(Stored items)

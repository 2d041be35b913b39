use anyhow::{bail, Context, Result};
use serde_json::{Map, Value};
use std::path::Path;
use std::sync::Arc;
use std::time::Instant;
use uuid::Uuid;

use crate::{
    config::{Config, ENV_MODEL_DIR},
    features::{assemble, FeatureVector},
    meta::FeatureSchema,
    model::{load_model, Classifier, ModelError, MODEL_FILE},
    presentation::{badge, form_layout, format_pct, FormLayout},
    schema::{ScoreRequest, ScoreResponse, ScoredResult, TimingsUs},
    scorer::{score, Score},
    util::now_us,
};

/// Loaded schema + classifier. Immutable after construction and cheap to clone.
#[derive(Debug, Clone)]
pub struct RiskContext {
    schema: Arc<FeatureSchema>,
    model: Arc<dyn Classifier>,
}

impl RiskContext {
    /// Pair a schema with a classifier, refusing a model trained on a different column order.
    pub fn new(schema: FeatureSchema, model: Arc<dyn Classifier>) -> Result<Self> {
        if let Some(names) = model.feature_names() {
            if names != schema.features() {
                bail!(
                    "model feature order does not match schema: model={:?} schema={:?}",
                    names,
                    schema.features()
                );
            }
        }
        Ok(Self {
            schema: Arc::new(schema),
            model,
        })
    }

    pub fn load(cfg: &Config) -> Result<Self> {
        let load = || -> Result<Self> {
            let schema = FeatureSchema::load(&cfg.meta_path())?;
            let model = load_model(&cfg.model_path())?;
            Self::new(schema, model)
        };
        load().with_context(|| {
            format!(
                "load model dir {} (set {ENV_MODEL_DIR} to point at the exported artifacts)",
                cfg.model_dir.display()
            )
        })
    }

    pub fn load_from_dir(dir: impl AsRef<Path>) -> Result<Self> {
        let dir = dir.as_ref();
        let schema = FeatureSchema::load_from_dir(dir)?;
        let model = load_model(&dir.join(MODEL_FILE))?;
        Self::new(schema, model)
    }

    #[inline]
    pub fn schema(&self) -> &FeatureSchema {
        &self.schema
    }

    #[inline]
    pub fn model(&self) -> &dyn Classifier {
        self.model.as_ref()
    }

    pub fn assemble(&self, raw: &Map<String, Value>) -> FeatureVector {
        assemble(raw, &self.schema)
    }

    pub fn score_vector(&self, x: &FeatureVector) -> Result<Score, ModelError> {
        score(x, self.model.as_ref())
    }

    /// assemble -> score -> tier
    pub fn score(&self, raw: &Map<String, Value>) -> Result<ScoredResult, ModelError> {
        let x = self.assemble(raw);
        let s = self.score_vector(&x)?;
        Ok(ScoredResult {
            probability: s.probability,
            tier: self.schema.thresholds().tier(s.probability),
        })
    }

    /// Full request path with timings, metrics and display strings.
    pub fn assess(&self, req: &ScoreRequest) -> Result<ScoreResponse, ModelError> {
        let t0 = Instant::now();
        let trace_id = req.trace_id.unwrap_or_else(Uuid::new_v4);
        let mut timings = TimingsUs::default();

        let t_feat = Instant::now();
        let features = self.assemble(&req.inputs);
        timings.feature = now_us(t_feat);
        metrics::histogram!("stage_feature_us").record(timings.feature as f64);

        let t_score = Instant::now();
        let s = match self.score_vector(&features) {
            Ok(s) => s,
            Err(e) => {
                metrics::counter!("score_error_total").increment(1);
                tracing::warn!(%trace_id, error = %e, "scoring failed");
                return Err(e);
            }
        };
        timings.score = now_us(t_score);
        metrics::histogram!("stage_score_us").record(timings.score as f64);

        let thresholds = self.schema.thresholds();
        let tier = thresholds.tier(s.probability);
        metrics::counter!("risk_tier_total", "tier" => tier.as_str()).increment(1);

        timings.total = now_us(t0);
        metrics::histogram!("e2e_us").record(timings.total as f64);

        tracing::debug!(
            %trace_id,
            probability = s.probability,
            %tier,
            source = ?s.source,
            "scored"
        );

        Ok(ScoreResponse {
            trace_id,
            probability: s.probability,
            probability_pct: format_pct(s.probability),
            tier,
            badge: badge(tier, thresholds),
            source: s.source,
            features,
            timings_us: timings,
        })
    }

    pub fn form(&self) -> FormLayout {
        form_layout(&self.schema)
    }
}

...

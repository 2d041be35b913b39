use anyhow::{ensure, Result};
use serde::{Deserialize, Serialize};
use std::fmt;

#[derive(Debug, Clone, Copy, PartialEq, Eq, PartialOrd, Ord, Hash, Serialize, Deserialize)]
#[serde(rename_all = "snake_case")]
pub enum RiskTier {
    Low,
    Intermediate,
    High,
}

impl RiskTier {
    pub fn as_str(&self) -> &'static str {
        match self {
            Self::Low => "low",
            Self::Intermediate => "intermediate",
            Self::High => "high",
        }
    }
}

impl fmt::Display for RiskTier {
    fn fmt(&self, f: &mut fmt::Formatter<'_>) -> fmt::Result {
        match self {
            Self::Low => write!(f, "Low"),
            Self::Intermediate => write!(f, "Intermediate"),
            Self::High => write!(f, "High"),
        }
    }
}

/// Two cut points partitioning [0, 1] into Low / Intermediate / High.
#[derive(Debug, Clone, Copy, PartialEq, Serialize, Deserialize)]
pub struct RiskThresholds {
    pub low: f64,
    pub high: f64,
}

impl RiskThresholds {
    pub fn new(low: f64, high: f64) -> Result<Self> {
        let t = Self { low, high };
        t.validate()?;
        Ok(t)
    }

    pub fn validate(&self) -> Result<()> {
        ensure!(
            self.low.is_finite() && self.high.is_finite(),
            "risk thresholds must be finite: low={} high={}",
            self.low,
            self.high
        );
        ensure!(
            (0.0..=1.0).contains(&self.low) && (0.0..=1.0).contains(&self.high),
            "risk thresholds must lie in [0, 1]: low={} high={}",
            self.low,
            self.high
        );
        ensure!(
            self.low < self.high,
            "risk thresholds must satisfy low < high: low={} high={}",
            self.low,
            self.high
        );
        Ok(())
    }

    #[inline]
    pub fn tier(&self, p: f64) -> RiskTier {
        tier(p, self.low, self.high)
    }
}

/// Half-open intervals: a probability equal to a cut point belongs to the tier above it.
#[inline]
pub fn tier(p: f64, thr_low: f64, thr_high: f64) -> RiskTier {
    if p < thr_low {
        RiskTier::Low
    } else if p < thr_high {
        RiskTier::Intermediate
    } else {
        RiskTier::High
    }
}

**What to do:** Copy every line of the data where "order" is found.

**Result of the exercise:**
    /// Pair a schema with a classifier, refusing a model trained on a different column order.
                    "model feature order does not match schema: model={:?} schema={:?}",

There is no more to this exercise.